Hard News by Russell Brown

Encouraging

Proper rugby fans will understand that while the All Blacks scored almost all their points against England in a furious first half, it was the second half of Saturday's test match which provided the greater sense of reassurance.

For years now, the All Blacks have flattered to deceive; producing dazzling, open play, then inflicting a reality check on themselves and their followers. That reality check might not have arrived immediately - months passed between the record defeat of the Wallabies and that irksome World Cup semi-final loss - but when it did, it was accompanied by the sense that our team lacked a Plan B.

Saturday was a bit different: on the instructions of the coach, the All Blacks went out after half time to tighten up the game and defend a lead, which they did remarkably well. They only scored six points, but that was six more than England, constantly sent back to muddle about in their own half, could muster.

Although the All Blacks' three tries were all achieved with a width of play that the English couldn't match, the key to the victory was a radical improvement in the technical quality of the All Blacks' forward play. Yes, in the set pieces, but more than anything at the breakdown, where the likes of Keith Robinson spent the evening hurling English bodies out of the way.

There has been some muttering about Robinson turning up so frequently in the backline: I suspect he was there because (this being a Graham Henry side) he was told to be - not so he could take endless, predictable crash balls a la Jerry Collins last year, but so that there was a man who would brook no nonsense primed to arrive at the tackle. Robinson's early dispatch of Lawrence Dallaglio - he flung the lurking English captain away from a maul like a rag doll - was simply heartwarming. And anyone who would still prefer Reuben Thorne's ghosting around in cover to the athleticism and involvement of Jonno Gibbes is just plain in denial.

I'm inclined to reserve talk of a new dawn until at least this week's return match at Eden Park, but to say that the Henry All Blacks' first outing was encouraging is to put it mildly. Anyway, Tracey Nelson is back with her game stats - missing, unfortunately, her innovative first-three-to-the-breakdown counts. Perhaps if you ask her, she'll bring it back. Most interesting point: the ABs didn't concede a single penalty in their own 22. Nice one, Ben Cohen!

No points at all to the Star Times' Welsh wanker Stephen Jones, who, having hailed Northern hemisphere forward play as immutably superior to the Super 12-inflected rubbish served up by the Sanzar sides, could barely bring himself to acknowledge that England had been humiliated up front. And one, final question: how come England can bring 19 management staff on a three-match tour - but not one genuine openside flanker?

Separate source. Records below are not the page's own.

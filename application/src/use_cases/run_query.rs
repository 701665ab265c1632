//! Run Query use case
//!
//! Orchestrates one query end to end: mode detection, plan generation,
//! guardrail filtering, plan execution. Always produces a [`QueryOutcome`];
//! a plan failure ends the query with `success = false` and nothing run.

use crate::config::{OrchestratorSettings, PlanningStrategy};
use crate::ports::agent_capability::AgentFactory;
use crate::ports::progress::{NoProgress, OrchestrationProgress};
use crate::ports::reasoning_service::ReasoningService;
use crate::ports::run_journal::{JournalEvent, NoRunJournal, RunJournal};
use crate::use_cases::execute_plan::ExecutePlanUseCase;
use crate::use_cases::generate_plan::GeneratePlanUseCase;
use aura_domain::{
    AgentKind, AgentResult, ContextMap, ExecutionContext, ExecutionPlan, GuardrailReport, OperatingMode,
    Query, SkippedStep,
};
use serde::{Deserialize, Serialize};
use serde_json::json;
use std::sync::Arc;
use tracing::{info, warn};
use uuid::Uuid;

/// Input for the RunQuery use case
#[derive(Debug, Clone)]
pub struct RunQueryInput {
    pub query: Query,
    pub context: ContextMap,
    pub session_id: Option<String>,
    pub user_id: Option<String>,
    /// Stop after planning.
    pub plan_only: bool,
}

impl RunQueryInput {
    pub fn new(query: Query) -> Self {
        Self {
            query,
            context: ContextMap::new(),
            session_id: None,
            user_id: None,
            plan_only: false,
        }
    }

    pub fn with_context(mut self, context: ContextMap) -> Self {
        self.context = context;
        self
    }

    pub fn with_session_id(mut self, session_id: impl Into<String>) -> Self {
        self.session_id = Some(session_id.into());
        self
    }

    pub fn with_user_id(mut self, user_id: impl Into<String>) -> Self {
        self.user_id = Some(user_id.into());
        self
    }

    pub fn plan_only(mut self) -> Self {
        self.plan_only = true;
        self
    }
}

/// Everything the caller learns about one query
#[derive(Debug, Clone, Serialize, Deserialize)]
pub struct QueryOutcome {
    pub request_id: String,
    pub session_id: String,
    #[serde(default, skip_serializing_if = "Option::is_none")]
    pub mode: Option<OperatingMode>,
    /// Filtered plan; absent when planning failed.
    #[serde(default, skip_serializing_if = "Option::is_none")]
    pub plan: Option<ExecutionPlan>,
    #[serde(default)]
    pub guardrails: GuardrailReport,
    /// One entry per executed step, in execution order.
    #[serde(default)]
    pub responses: Vec<AgentResult>,
    #[serde(default)]
    pub skipped: Vec<SkippedStep>,
    /// Whether a plan was produced. Individual agent failures do not
    /// clear it.
    pub success: bool,
    #[serde(default, skip_serializing_if = "Option::is_none")]
    pub error: Option<String>,
}

impl QueryOutcome {
    fn new(request_id: String, session_id: String, mode: Option<OperatingMode>) -> Self {
        Self {
            request_id,
            session_id,
            mode,
            plan: None,
            guardrails: GuardrailReport::default(),
            responses: Vec::new(),
            skipped: Vec::new(),
            success: false,
            error: None,
        }
    }

    pub fn failed_agents(&self) -> usize {
        self.responses.iter().filter(|r| !r.success).count()
    }
}

/// Use case for answering a query with a planned chain of agents
pub struct RunQueryUseCase {
    planner: GeneratePlanUseCase,
    executor: ExecutePlanUseCase,
    settings: OrchestratorSettings,
    journal: Arc<dyn RunJournal>,
}

impl RunQueryUseCase {
    pub fn new(
        reasoning: Arc<dyn ReasoningService>,
        factory: Arc<dyn AgentFactory>,
        settings: OrchestratorSettings,
    ) -> Self {
        Self {
            planner: GeneratePlanUseCase::new(reasoning, settings.clone()),
            executor: ExecutePlanUseCase::new(factory),
            settings,
            journal: Arc::new(NoRunJournal),
        }
    }

    pub fn with_journal(mut self, journal: Arc<dyn RunJournal>) -> Self {
        self.journal = journal;
        self
    }

    /// Execute the use case with default (no-op) progress
    pub async fn execute(&self, input: RunQueryInput) -> QueryOutcome {
        self.execute_with_progress(input, &NoProgress).await
    }

    /// Execute the use case with progress callbacks
    pub async fn execute_with_progress(
        &self,
        input: RunQueryInput,
        progress: &dyn OrchestrationProgress,
    ) -> QueryOutcome {
        let request_id = Uuid::new_v4().to_string();
        let session_id = input
            .session_id
            .clone()
            .unwrap_or_else(|| Uuid::new_v4().to_string());
        let query = input.query.text();

        let mode = match self.settings.strategy {
            PlanningStrategy::Guarded => {
                Some(self.settings.mode_detector.detect(query, &input.context))
            }
            PlanningStrategy::Open => None,
        };
        match mode {
            Some(mode) => info!("Detected mode: {}", mode),
            None => info!("Open planning: no mode detection"),
        }
        progress.on_mode_detected(mode);
        self.record(&request_id, "mode_detected", json!({
            "mode": mode,
            "strategy": self.settings.strategy,
            "session_id": session_id,
            "query": query,
        }));

        let mut outcome = QueryOutcome::new(request_id.clone(), session_id.clone(), mode);

        progress.on_planning_start();
        let generated = match self.planner.execute(query, &input.context, mode).await {
            Ok(generated) => generated,
            Err(e) => {
                warn!("Plan generation failed: {}", e);
                progress.on_plan_failed(&e.to_string());
                outcome.error = Some(e.to_string());
                self.record(&request_id, "query_completed", json!({
                    "success": false,
                    "error": e.to_string(),
                    "code": e.code(),
                }));
                return outcome;
            }
        };

        self.record(&request_id, "plan_generated", json!({ "plan": generated.plan }));
        if !generated.guardrails.is_clean() {
            self.record(&request_id, "guardrails_applied", json!({
                "removed": generated.guardrails.removed,
            }));
        }
        progress.on_plan_ready(&generated.plan);

        outcome.success = true;
        outcome.guardrails = generated.guardrails;

        if input.plan_only {
            outcome.plan = Some(generated.plan);
            self.record(&request_id, "query_completed", json!({
                "success": true,
                "plan_only": true,
            }));
            return outcome;
        }

        let mut context = ExecutionContext::new(query, input.context);
        context.session_id = Some(session_id);
        context.user_id = input.user_id;

        let (report, context) = self
            .executor
            .execute_with_progress(&generated.plan, context, progress)
            .await;

        for skipped in &report.skipped {
            self.record(&request_id, "step_skipped", json!(skipped));
        }
        for result in &report.results {
            self.record(&request_id, "agent_result", json!(result));
        }

        info!(
            "Query complete: {} succeeded, {} failed, {} skipped",
            report.succeeded().count(),
            report.failed().count(),
            report.skipped.len()
        );
        let outputs: Vec<&str> = AgentKind::ALL
            .iter()
            .filter(|kind| context.output_of(**kind).is_some())
            .map(|kind| kind.as_str())
            .collect();
        self.record(&request_id, "query_completed", json!({
            "success": true,
            "outputs": outputs,
            "succeeded": report.succeeded().count(),
            "failed": report.failed().count(),
            "skipped": report.skipped.len(),
        }));

        outcome.plan = Some(generated.plan);
        outcome.responses = report.results;
        outcome.skipped = report.skipped;
        outcome
    }

    fn record(&self, request_id: &str, event_type: &'static str, payload: serde_json::Value) {
        self.journal
            .record(JournalEvent::new(event_type, request_id, payload));
    }
}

Anyway, a kicking for Tony Blair's Labour Party in the European elections has followed a kicking in the British local body elections - but it seems there's something more going on than a simple Iraq War backlash. After all, the ruling parties in France and Germany both got a towelling too. The big news in Britain today will likely be the unheralded success of an anti-Europe party (frankly, the Brits would be mad to withdraw from Europe) and the low turnout (which only just topped that reliable low-water mark for democratic participation, the US mid-term elections). Europe looks a bit messy.

Meanwhile, 26 former senior members of America's military and diplomatic elites - Republican and Democrat - will this week call for a vote to unseat George W. Bush from the White House.

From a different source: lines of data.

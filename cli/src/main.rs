//! CLI entrypoint for aura-chain
//!
//! This is the main binary that wires together all layers using
//! dependency injection.

use anyhow::{Context, Result, bail};
use aura_application::{
    NoProgress, OrchestrationProgress, PlanningStrategy, ReasoningService, RunJournal,
    RunQueryInput, RunQueryUseCase,
};
use aura_domain::{ContextMap, DATASET_ID_KEY, OutputFormat, Query, Severity};
use aura_infrastructure::{
    ConfigLoader, ConfiguredAgentFactory, FallbackReasoningService, FileConfig, GeminiConfig,
    GeminiReasoningService, JsonlRunJournal, LocalDatasetLoader,
};
use aura_presentation::{Cli, ConsoleFormatter, ProgressReporter, SimpleProgress};
use clap::Parser;
use serde_json::Value;
use std::io::IsTerminal;
use std::sync::Arc;
use tracing::{info, warn};
use tracing_appender::non_blocking::WorkerGuard;
use tracing_subscriber::EnvFilter;

#[tokio::main]
async fn main() -> Result<()> {
    let cli = Cli::parse();
    let log_guard = init_logging(&cli)?;

    if cli.show_config {
        ConfigLoader::print_config_sources(cli.config.as_ref());
        return Ok(());
    }

    let config = load_config(&cli)?;
    ConsoleFormatter::set_color(config.output.color);

    let Some(text) = cli.query.as_deref() else {
        bail!("A query is required, e.g. aura-chain \"Show me sales trends\"");
    };
    let query = Query::new(text)?;

    info!("Starting aura-chain");

    let mut settings = config.orchestrator_settings();
    if let Some(strategy) = cli.strategy {
        settings = settings.with_strategy(PlanningStrategy::from(strategy));
    }

    // === Dependency Injection ===
    let gemini = GeminiConfig::from_file(&config.reasoning);
    if gemini.api_key.is_none() {
        warn!(
            "No API key found in {}; reasoning calls will fail",
            gemini.api_key_env
        );
    }
    let mut reasoning: Arc<dyn ReasoningService> = Arc::new(
        GeminiReasoningService::new(gemini).context("Failed to build the Gemini client")?,
    );
    if config.reasoning.fallback {
        reasoning = Arc::new(FallbackReasoningService::new(reasoning));
    }

    let factory = Arc::new(ConfiguredAgentFactory::new(
        reasoning.clone(),
        settings.planner_model.clone(),
        config.agents.clone(),
    ));

    let mut use_case = RunQueryUseCase::new(reasoning, factory, settings);
    let journal_path = cli.journal.clone().or_else(|| config.journal.resolved_path());
    if let Some(path) = journal_path
        && let Some(journal) = JsonlRunJournal::open(&path)
    {
        info!("Journaling run to {}", journal.path().display());
        use_case = use_case.with_journal(Arc::new(journal) as Arc<dyn RunJournal>);
    }

    let mut input = RunQueryInput::new(query).with_context(build_context(&cli)?);
    if let Some(session_id) = &cli.session_id {
        input = input.with_session_id(session_id);
    }
    if let Some(user_id) = &cli.user_id {
        input = input.with_user_id(user_id);
    }
    if cli.plan_only {
        input = input.plan_only();
    }

    let progress: Box<dyn OrchestrationProgress> = if cli.quiet || !config.output.show_progress {
        Box::new(NoProgress)
    } else if std::io::stderr().is_terminal() {
        Box::new(ProgressReporter::new())
    } else {
        Box::new(SimpleProgress)
    };

    let outcome = use_case.execute_with_progress(input, progress.as_ref()).await;

    let format = cli
        .output
        .map(OutputFormat::from)
        .or(config.output.format)
        .unwrap_or_default();

    let output = match (&outcome.plan, cli.plan_only, format) {
        (Some(plan), true, OutputFormat::Summary | OutputFormat::Full) => {
            ConsoleFormatter::format_plan(plan)
        }
        _ => ConsoleFormatter::render(&outcome, format),
    };
    println!("{}", output);

    if !outcome.success {
        drop(log_guard);
        std::process::exit(1);
    }

    Ok(())
}

/// Install the tracing subscriber; the guard must live until exit.
fn init_logging(cli: &Cli) -> Result<Option<WorkerGuard>> {
    let filter = match cli.verbose {
        0 => EnvFilter::new("warn"),
        1 => EnvFilter::new("info"),
        2 => EnvFilter::new("debug"),
        _ => EnvFilter::new("trace"), // -vvv or more
    };

    match &cli.log_file {
        Some(path) => {
            let dir = path
                .parent()
                .filter(|p| !p.as_os_str().is_empty())
                .unwrap_or_else(|| std::path::Path::new("."));
            let Some(file_name) = path.file_name() else {
                bail!("--log-file must name a file: {}", path.display());
            };
            std::fs::create_dir_all(dir)
                .with_context(|| format!("Failed to create log directory {}", dir.display()))?;

            let appender = tracing_appender::rolling::never(dir, file_name);
            let (writer, guard) = tracing_appender::non_blocking(appender);
            tracing_subscriber::fmt()
                .with_env_filter(filter)
                .with_writer(writer)
                .with_ansi(false)
                .init();
            Ok(Some(guard))
        }
        None => {
            tracing_subscriber::fmt()
                .with_env_filter(filter)
                .with_writer(std::io::stderr)
                .with_target(false)
                .init();
            Ok(None)
        }
    }
}

fn load_config(cli: &Cli) -> Result<FileConfig> {
    let config = if cli.no_config {
        ConfigLoader::load_defaults()
    } else {
        ConfigLoader::load(cli.config.as_ref()).context("Failed to load configuration")?
    };

    let issues = config.validate();
    for issue in &issues {
        match issue.severity {
            Severity::Warning => warn!("config: {}", issue.message),
            Severity::Error => eprintln!("config error: {}", issue.message),
        }
    }
    if issues.iter().any(|i| i.is_error()) {
        bail!("Invalid configuration");
    }

    Ok(config)
}

/// Request context: `--context` pairs and `--dataset-id`, then the dataset
/// file (which never overrides keys already set).
fn build_context(cli: &Cli) -> Result<ContextMap> {
    let mut context: ContextMap = cli.context.iter().cloned().collect();

    if let Some(id) = &cli.dataset_id {
        context.insert(DATASET_ID_KEY.to_string(), Value::String(id.clone()));
    }

    if let Some(path) = &cli.dataset {
        LocalDatasetLoader::new().load_into(path, &mut context)?;
    }

    Ok(context)
}
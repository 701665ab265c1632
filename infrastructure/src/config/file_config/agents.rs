//! Capability agent configuration from TOML (`[agents.<name>]` tables)

use aura_domain::{AgentKind, ConfigIssue, ConfigIssueCode};
use serde::{Deserialize, Serialize};
use std::collections::BTreeMap;

/// How a capability agent is backed
#[derive(Debug, Clone, Copy, Default, PartialEq, Eq, Serialize, Deserialize)]
#[serde(rename_all = "lowercase")]
pub enum AgentBackend {
    /// Answered by the reasoning service with a role prompt
    #[default]
    Reasoning,
    /// Forwarded to an HTTP endpoint
    Http,
    /// Not registered; steps naming it are skipped
    Disabled,
}

/// One `[agents.<name>]` table
///
/// # Example
///
/// ```toml
/// [agents.forecaster]
/// backend = "http"
/// endpoint = "http://localhost:8080/agents/forecaster"
///
/// [agents.notifier]
/// backend = "disabled"
///
/// [agents.trend_analyst]
/// model = "gemini-1.5-pro"
/// ```
#[derive(Debug, Clone, Default, PartialEq, Serialize, Deserialize)]
#[serde(default)]
pub struct FileAgentEntry {
    pub backend: AgentBackend,
    /// Model for the reasoning backend (defaults to the planner model)
    pub model: Option<String>,
    /// URL for the http backend
    pub endpoint: Option<String>,
    pub temperature: Option<f32>,
    pub timeout_seconds: Option<u64>,
}

/// All `[agents.*]` tables, keyed by the name as written
pub type FileAgentsConfig = BTreeMap<String, FileAgentEntry>;

/// Look up the entry for a kind, accepting any spelling of its name.
pub fn entry_for<'a>(agents: &'a FileAgentsConfig, kind: AgentKind) -> Option<&'a FileAgentEntry> {
    agents
        .iter()
        .find(|(name, _)| AgentKind::resolve(name) == Some(kind))
        .map(|(_, entry)| entry)
}

/// Issues in the `[agents.*]` tables.
pub fn validate_agents(agents: &FileAgentsConfig) -> Vec<ConfigIssue> {
    let mut issues = Vec::new();

    for (name, entry) in agents {
        if AgentKind::resolve(name).is_none() {
            issues.push(ConfigIssue::warning(
                ConfigIssueCode::UnknownAgent { name: name.clone() },
                format!("[agents.{}]: no such agent, entry ignored", name),
            ));
        }

        if entry.backend == AgentBackend::Http
            && entry.endpoint.as_deref().is_none_or(|e| e.trim().is_empty())
        {
            issues.push(ConfigIssue::error(
                ConfigIssueCode::MissingField {
                    field: format!("agents.{}.endpoint", name),
                },
                format!("[agents.{}]: backend = \"http\" requires an endpoint", name),
            ));
        }

        if let Some(model) = &entry.model
            && model.trim().is_empty()
        {
            issues.push(ConfigIssue::error(
                ConfigIssueCode::EmptyModelName {
                    field: format!("agents.{}.model", name),
                },
                format!("[agents.{}]: model must not be empty", name),
            ));
        }
    }

    issues
}

#[cfg(test)]
mod tests {
    use super::*;

    fn parse(toml_str: &str) -> FileAgentsConfig {
        #[derive(Deserialize)]
        struct Wrapper {
            agents: FileAgentsConfig,
        }
        toml::from_str::<Wrapper>(toml_str).unwrap().agents
    }

    #[test]
    fn test_deserialize_backends() {
        let agents = parse(
            r#"
[agents.forecaster]
backend = "http"
endpoint = "http://localhost:9000/forecast"

[agents."Order Manager"]
backend = "disabled"

[agents.trend_analyst]
model = "gemini-1.5-pro"
"#,
        );

        let forecaster = entry_for(&agents, AgentKind::Forecaster).unwrap();
        assert_eq!(forecaster.backend, AgentBackend::Http);
        assert_eq!(
            entry_for(&agents, AgentKind::OrderManager).unwrap().backend,
            AgentBackend::Disabled
        );
        let trend = entry_for(&agents, AgentKind::TrendAnalyst).unwrap();
        assert_eq!(trend.backend, AgentBackend::Reasoning);
        assert_eq!(trend.model.as_deref(), Some("gemini-1.5-pro"));
        assert!(entry_for(&agents, AgentKind::Notifier).is_none());
        assert!(validate_agents(&agents).is_empty());
    }

    #[test]
    fn test_validate_agents() {
        let agents = parse(
            r#"
[agents.sentiment]
model = "x"

[agents.visualizer]
backend = "http"
"#,
        );
        let issues = validate_agents(&agents);
        assert_eq!(issues.len(), 2);
        assert!(issues.iter().any(|i| matches!(i.code, ConfigIssueCode::UnknownAgent { .. })));
        assert!(issues.iter().any(|i| i.is_error()));
    }
}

On their minds will doubtless be the steadily unfolding story of what really happened at Abu Ghraib. The Washington Post is the latest to add to the tail, with a story showing that General Ricardo Sanchez, the senior US officer in Iraq, explicitly approved the use of torture techniques. The same paper noted that such "coercive interrogation methods" have been in the CIA handbook since Vietnam. Does anybody really believe this was all the work of a half dozen hick reservists? Alarmingly, this report of a speech by Sy Hersh suggests that the scandal will get far worse yet: "You haven't begun to see evil ... horrible things done to children of women prisoners, as the cameras run."

Christiaan Briggs notes filmmaker Michael Moore's establishment of a "war room" to combat any claims about the factual basis or ethical backdrop to his new film Fahrenheit 9/11. Actually, I think Moore might have learned his lesson this time: apart from the Saudi red herring, the cluster of Moore rebuttal sites appear to have come up with virtually nothing to say about the movie. On the other hand, most of them haven't seen it yet.

Congratulations to Rodney Hide, named Act's new leader after what appears to have been a rather tense few rounds of voting. Franks lost and Muriel Newman was named deputy in what appears to have been a naked bid for the space alien vote …

And, finally, belated fifth birthday wishes to Scoop.co.nz and all who sail with her. Alastair Thompson is a prince among men, and I'm very, very proud to have been involved in his remarkable effort in bringing our democracy online. Go Al.